START GIVEN DATA
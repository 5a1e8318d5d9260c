//! Chat transport boundary.
//!
//! The core talks to the chat service through [`ChatTransport`] and receives
//! [`Inbound`] events from the adapter. Delivery failures arrive already
//! classified: the permanent/transient split is the adapter's call, the core
//! never inspects error text.

use crate::model::{Identity, Status};

/// Delivery failure, classified at the adapter boundary.
#[derive(Debug, thiserror::Error)]
pub enum SendError {
    /// The recipient blocked the sender or no longer exists. Subscribers
    /// failing this way are pruned.
    #[error("recipient unreachable: {0}")]
    Permanent(String),

    /// Anything else: network trouble, rate limits, service errors. Logged
    /// and retried on the next broadcast, never prunes.
    #[error("delivery failed: {0}")]
    Transient(String),
}

/// Handle to a previously sent message, for in-place menu edits.
#[derive(Debug, Clone, Copy, PartialEq, Eq)]
pub struct MessageRef {
    pub chat: Identity,
    pub message: i64,
}

/// One selectable menu entry: a human label plus an opaque callback payload.
#[derive(Debug, Clone, PartialEq, Eq)]
pub struct Choice {
    pub label: String,
    pub payload: String,
}

impl Choice {
    pub fn new(label: impl Into<String>, payload: impl Into<String>) -> Self {
        Self {
            label: label.into(),
            payload: payload.into(),
        }
    }
}

/// Outbound operations the core needs from the chat service.
pub trait ChatTransport {
    fn send_text(&self, to: Identity, text: &str) -> Result<(), SendError>;

    fn send_menu(&self, to: Identity, text: &str, choices: &[Choice]) -> Result<(), SendError>;

    fn edit_menu(&self, message: MessageRef, text: &str, choices: &[Choice])
    -> Result<(), SendError>;
}

/// Inbound event, already stripped down to what the dispatcher needs.
#[derive(Debug, Clone, PartialEq, Eq)]
pub enum Inbound {
    /// A typed `/command` (name without the slash, lower-cased).
    Command { from: Identity, name: String },
    /// Free text, interpreted against the sender's wizard session.
    Text { from: Identity, body: String },
    /// A menu button press carrying an encoded [`Action`].
    Callback {
        from: Identity,
        message: MessageRef,
        payload: String,
    },
}

/// Transport-imposed ceiling on callback payload bytes.
pub const MAX_PAYLOAD_LEN: usize = 64;

/// Structured callback payload: `(action, item, status)` round-tripped
/// through short codes so display labels never need to be parsed back into
/// identifiers.
#[derive(Debug, Clone, PartialEq, Eq)]
pub enum Action {
    /// Select an item to edit: `p:<NAME>`.
    Pick(String),
    /// Set an item to an explicit status: `s:<code>:<NAME>`.
    Set(String, Status),
    /// Advance an item along the toggle cycle: `t:<NAME>`.
    Toggle(String),
    /// Delete an item: `d:<NAME>`.
    Delete(String),
    /// Abandon the current wizard: `x`.
    Cancel,
}

impl Action {
    pub fn encode(&self) -> String {
        match self {
            Self::Pick(name) => format!("p:{name}"),
            Self::Set(name, status) => format!("s:{}:{name}", status.code()),
            Self::Toggle(name) => format!("t:{name}"),
            Self::Delete(name) => format!("d:{name}"),
            Self::Cancel => "x".to_string(),
        }
    }

    pub fn decode(payload: &str) -> Option<Self> {
        if payload.len() > MAX_PAYLOAD_LEN {
            return None;
        }
        if payload == "x" {
            return Some(Self::Cancel);
        }
        let (tag, rest) = payload.split_once(':')?;
        match tag {
            "p" if !rest.is_empty() => Some(Self::Pick(rest.to_string())),
            "t" if !rest.is_empty() => Some(Self::Toggle(rest.to_string())),
            "d" if !rest.is_empty() => Some(Self::Delete(rest.to_string())),
            "s" => {
                let (code, name) = rest.split_once(':')?;
                let mut chars = code.chars();
                let letter = chars.next()?;
                if chars.next().is_some() || name.is_empty() {
                    return None;
                }
                Some(Self::Set(name.to_string(), Status::from_code(letter)?))
            }
            _ => None,
        }
    }
}
use std::path::{Path, PathBuf};

use serde::Deserialize;

use crate::error::ExitError;
use crate::model::Identity;

/// Required bot token. The process refuses to start without it.
pub const TOKEN_ENV: &str = "CHECKPOST_TOKEN";
/// Comma-separated admin identities; overrides the config file.
pub const ADMINS_ENV: &str = "CHECKPOST_ADMINS";
/// Listen port for the keepalive endpoint (hosting platforms set `PORT`).
pub const PORT_ENV: &str = "PORT";
/// Storage directory override.
pub const DATA_DIR_ENV: &str = "CHECKPOST_DATA_DIR";

/// Optional config file next to the working directory.
pub const CONFIG_TOML: &str = "checkpost.toml";

/// Durable mount path preferred for storage when the platform provides one.
const DURABLE_DATA_DIR: &str = "/data";
const LOCAL_DATA_DIR: &str = "data";

const DEFAULT_PORT: u16 = 8000;

/// Resolved runtime configuration.
#[derive(Debug, Clone)]
pub struct Config {
    pub token: String,
    pub admins: Vec<Identity>,
    pub port: u16,
    pub data_dir: PathBuf,
}

/// Optional `checkpost.toml` contents. Everything here can also come from
/// the environment, which wins on conflict.
#[derive(Debug, Clone, Default, Deserialize)]
pub struct FileConfig {
    #[serde(default)]
    pub admins: Vec<Identity>,
    #[serde(default)]
    pub port: Option<u16>,
    #[serde(default)]
    pub data_dir: Option<PathBuf>,
}

impl FileConfig {
    pub fn parse_toml(contents: &str) -> anyhow::Result<Self> {
        toml::from_str(contents).map_err(|e| anyhow::anyhow!("invalid {CONFIG_TOML}: {e}"))
    }

    /// Load `checkpost.toml` from `dir` if present; absent is fine, a
    /// malformed file is a config error.
    pub fn find(dir: &Path) -> Result<Self, ExitError> {
        let path = dir.join(CONFIG_TOML);
        match std::fs::read_to_string(&path) {
            Ok(contents) => {
                Self::parse_toml(&contents).map_err(|e| ExitError::Config(e.to_string()))
            }
            Err(e) if e.kind() == std::io::ErrorKind::NotFound => Ok(Self::default()),
            Err(e) => Err(ExitError::Config(format!(
                "reading {}: {e}",
                path.display()
            ))),
        }
    }
}

/// Environment snapshot fed to [`resolve`], split out so tests don't have
/// to mutate the process environment.
#[derive(Debug, Clone, Default)]
pub struct EnvOverrides {
    pub token: Option<String>,
    pub admins: Option<String>,
    pub port: Option<String>,
    pub data_dir: Option<String>,
}

impl EnvOverrides {
    pub fn from_process() -> Self {
        let var = |name: &str| std::env::var(name).ok().filter(|v| !v.trim().is_empty());
        Self {
            token: var(TOKEN_ENV),
            admins: var(ADMINS_ENV),
            port: var(PORT_ENV),
            data_dir: var(DATA_DIR_ENV),
        }
    }
}

impl Config {
    /// Load config from the process environment plus an optional
    /// `checkpost.toml` in the current directory. Fails fast when the
    /// token is missing.
    pub fn load() -> Result<Self, ExitError> {
        let dir = std::env::current_dir()
            .map_err(|e| ExitError::Config(format!("could not determine working dir: {e}")))?;
        let file = FileConfig::find(&dir)?;
        resolve(
            file,
            EnvOverrides::from_process(),
            Path::new(DURABLE_DATA_DIR).is_dir(),
        )
    }

    /// Storage directory resolution alone, for read-only commands that
    /// don't need a token.
    pub fn data_dir_only(cli_override: Option<PathBuf>) -> PathBuf {
        if let Some(dir) = cli_override {
            return dir;
        }
        let env = EnvOverrides::from_process();
        if let Some(dir) = env.data_dir {
            return PathBuf::from(dir);
        }
        if Path::new(DURABLE_DATA_DIR).is_dir() {
            return PathBuf::from(DURABLE_DATA_DIR);
        }
        PathBuf::from(LOCAL_DATA_DIR)
    }
}

/// Merge the config file with environment overrides. `durable_mounted`
/// reports whether the platform's durable volume exists.
pub fn resolve(
    file: FileConfig,
    env: EnvOverrides,
    durable_mounted: bool,
) -> Result<Config, ExitError> {
    let token = env
        .token
        .ok_or_else(|| ExitError::Config(format!("{TOKEN_ENV} is not set")))?;

    let admins = match env.admins {
        Some(raw) => parse_admin_list(&raw)
            .map_err(|e| ExitError::Config(format!("{ADMINS_ENV}: {e}")))?,
        None => file.admins,
    };
    if admins.is_empty() {
        tracing::warn!("no admins configured, every mutation will be rejected");
    }

    let port = match env.port {
        Some(raw) => raw
            .trim()
            .parse::<u16>()
            .map_err(|_| ExitError::Config(format!("{PORT_ENV} is not a valid port: {raw}")))?,
        None => file.port.unwrap_or(DEFAULT_PORT),
    };

    let data_dir = env
        .data_dir
        .map(PathBuf::from)
        .or(file.data_dir)
        .unwrap_or_else(|| {
            if durable_mounted {
                PathBuf::from(DURABLE_DATA_DIR)
            } else {
                PathBuf::from(LOCAL_DATA_DIR)
            }
        });

    Ok(Config {
        token,
        admins,
        port,
        data_dir,
    })
}

fn parse_admin_list(raw: &str) -> anyhow::Result<Vec<Identity>> {
    raw.split(',')
        .map(str::trim)
        .filter(|part| !part.is_empty())
        .map(|part| {
            part.parse::<Identity>()
                .map_err(|_| anyhow::anyhow!("not a numeric identity: {part}"))
        })
        .collect()
}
END GIVEN DATA
→ WHAT THE TASK REQUIRES
Where a line of the listing includes the word "core", it counts; say how many such lines there are and nothing more.

→ EXPECTED OUTPUT
3